I have two arrays of double
type and I want to perform vecA += vecB
. So far, I am doing vecA = vecA + vecB
and as far as I know, for e.g. integers writing i = i + 5
is slower than i += 5
. So I am wondering, whether there is some SSE function to do just an operator+=
on __m128d. I searched and found nothing. My application spends approx 60% of time on this vecA = vecA + vecB
operation , so any performance gains will show.
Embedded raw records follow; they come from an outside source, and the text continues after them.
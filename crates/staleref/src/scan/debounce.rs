//
// scan/debounce.rs
//
// Per-target scheduling and phase tracking
//

use std::collections::HashMap;
use std::sync::{RwLock, RwLockReadGuard, RwLockWriteGuard};

use serde::Serialize;
use tokio_util::sync::CancellationToken;

use crate::providers::BufferId;

/// What a scan runs over
#[derive(Debug, Clone, Copy, PartialEq, Eq, Hash)]
pub enum ScanTarget {
    Buffer(BufferId),
    Workspace,
}

/// Lifecycle of one target: `Idle → Pending → Scanning → Resolving → Idle`
#[derive(Debug, Clone, Copy, PartialEq, Eq, Serialize)]
#[serde(rename_all = "snake_case")]
pub enum ScanPhase {
    Idle,
    /// Waiting out the debounce delay
    Pending,
    /// Extracting references
    Scanning,
    /// Waiting on tracker statuses
    Resolving,
}

/// Handle for one scheduled run of a target
#[derive(Debug, Clone)]
pub struct ScheduledScan {
    pub target: ScanTarget,
    pub token: CancellationToken,
    /// Distinguishes this run from later ones for the same target
    pub ticket: u64,
}

impl ScheduledScan {
    pub fn is_cancelled(&self) -> bool {
        self.token.is_cancelled()
    }
}

#[derive(Debug)]
struct TargetState {
    token: CancellationToken,
    ticket: u64,
    phase: ScanPhase,
}

#[derive(Debug, Default)]
struct Inner {
    targets: HashMap<ScanTarget, TargetState>,
    next_ticket: u64,
}

/// Tracks pending work per target.
///
/// Scheduling a target cancels only that target's previous run. Phase updates
/// and completion carry the run's ticket so a superseded run can never touch
/// the state of its replacement.
#[derive(Debug, Default)]
pub struct ScanScheduler {
    inner: RwLock<Inner>,
}

impl ScanScheduler {
    pub fn new() -> Self {
        Self::default()
    }

    fn read(&self) -> RwLockReadGuard<'_, Inner> {
        self.inner.read().unwrap_or_else(|p| p.into_inner())
    }

    fn write(&self) -> RwLockWriteGuard<'_, Inner> {
        self.inner.write().unwrap_or_else(|p| p.into_inner())
    }

    /// Schedule a run for a target, cancelling any pending or running one.
    pub fn schedule(&self, target: ScanTarget) -> ScheduledScan {
        let mut inner = self.write();
        inner.next_ticket += 1;
        let ticket = inner.next_ticket;
        if let Some(old) = inner.targets.remove(&target) {
            log::trace!("Superseding run {} for {:?}", old.ticket, target);
            old.token.cancel();
        }
        let token = CancellationToken::new();
        inner.targets.insert(
            target,
            TargetState {
                token: token.clone(),
                ticket,
                phase: ScanPhase::Pending,
            },
        );
        ScheduledScan {
            target,
            token,
            ticket,
        }
    }

    /// Move a run to a new phase. Returns false if the run was superseded.
    pub fn set_phase(&self, scan: &ScheduledScan, phase: ScanPhase) -> bool {
        let mut inner = self.write();
        match inner.targets.get_mut(&scan.target) {
            Some(state) if state.ticket == scan.ticket => {
                state.phase = phase;
                true
            }
            _ => false,
        }
    }

    /// Mark a run as finished, returning its target to idle
    pub fn complete(&self, scan: &ScheduledScan) {
        let mut inner = self.write();
        if inner
            .targets
            .get(&scan.target)
            .is_some_and(|state| state.ticket == scan.ticket)
        {
            inner.targets.remove(&scan.target);
        }
    }

    /// Cancel and forget a target's run
    pub fn cancel(&self, target: ScanTarget) {
        if let Some(state) = self.write().targets.remove(&target) {
            state.token.cancel();
        }
    }

    /// Cancel every run. Returns how many were cancelled.
    pub fn cancel_all(&self) -> usize {
        let mut inner = self.write();
        let count = inner.targets.len();
        for (_, state) in inner.targets.drain() {
            state.token.cancel();
        }
        count
    }

    pub fn phase(&self, target: ScanTarget) -> ScanPhase {
        self.read()
            .targets
            .get(&target)
            .map(|state| state.phase)
            .unwrap_or(ScanPhase::Idle)
    }

    /// Number of targets not idle
    pub fn active_count(&self) -> usize {
        self.read().targets.len()
    }
}
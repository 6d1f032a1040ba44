// Copyright (c) 2025, The Ruskit Authors
// MIT License
// All rights reserved.

//! # AMQP Listener
//!
//! Register handlers per (queue, routing key), call `listen` once, and every
//! message arriving on a bound queue is dispatched to the handler registered
//! for its routing key.
//!
//! ```no_run
//! use amqp_listener::{
//!     amqp::AmqpConnector, config::ListenerConfig, handler::handler_fn, listener::Listener,
//! };
//! use std::sync::Arc;
//!
//! # async fn run() -> Result<(), amqp_listener::errors::ListenerError> {
//! let listener = Listener::new(
//!     ListenerConfig::from_env(),
//!     Arc::new(AmqpConnector::default()),
//! );
//!
//! listener.on("orders", "order.created", handler_fn(|message, _fields| async move {
//!     println!("order created: {:?}", message.text());
//!     Ok(())
//! }));
//! listener.on_unhandled(|queue, _message, fields| {
//!     eprintln!("nothing handles {} on {}", fields.routing_key, queue);
//! });
//!
//! listener.listen("orders-exchange").await?;
//! # Ok(())
//! # }
//! ```

mod consumer;
mod dispatcher;
mod otel;

pub mod amqp;
pub mod channel;
pub mod client;
pub mod config;
pub mod errors;
pub mod events;
pub mod exchange;
pub mod handler;
pub mod listener;
pub mod message;
pub mod registry;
All arrays in the code snippets below are 16-bytes aligned and len
is always even.
The original code is simply
inline void addToDoubleVectorSSE(
const double * what, const double * toWhat, double * dest, const unsigned int len)
{
__m128d * _what = (__m128d*)what;
__m128d * _toWhat = (__m128d*)toWhat;
for ( register unsigned int i = 0; i < len; i+= 2 )
{
*_toWhat = _mm_add_pd( *_what, *_toWhat );
_what++;
_toWhat++;
}
}
After reading http://fastcpp.blogspot.cz/2011/04/how-to-process-stl-vector-using-sse.html where the author gains performance by not writing immediately into what he just read from, I tried
__m128d * _what = (__m128d*)what;
__m128d * _toWhat = (__m128d*)toWhat;
__m128d * _toWhatBase = (__m128d*)toWhat;
__m128d _dest1;
__m128d _dest2;
for ( register unsigned int i = 0; i < len; i+= 4 )
{
_toWhatBase = _toWhat;
_dest1 = _mm_add_pd( *_what++, *_toWhat++ );
_dest2 = _mm_add_pd( *_what++, *_toWhat++ );
*_toWhatBase++ = _dest1;
*_toWhatBase++ = _dest2;
}
but speedwise no improvement happens. So, is there any operator+=
for __m128d
? Or is there some other way that I can use to perform operator+= on arrays of doubles? The target platform is always going to be Windows (XP and 7) on Intel i7 CPUs, using MSVC.
i = i + 5
is slower thani += 5
? – Carl Norum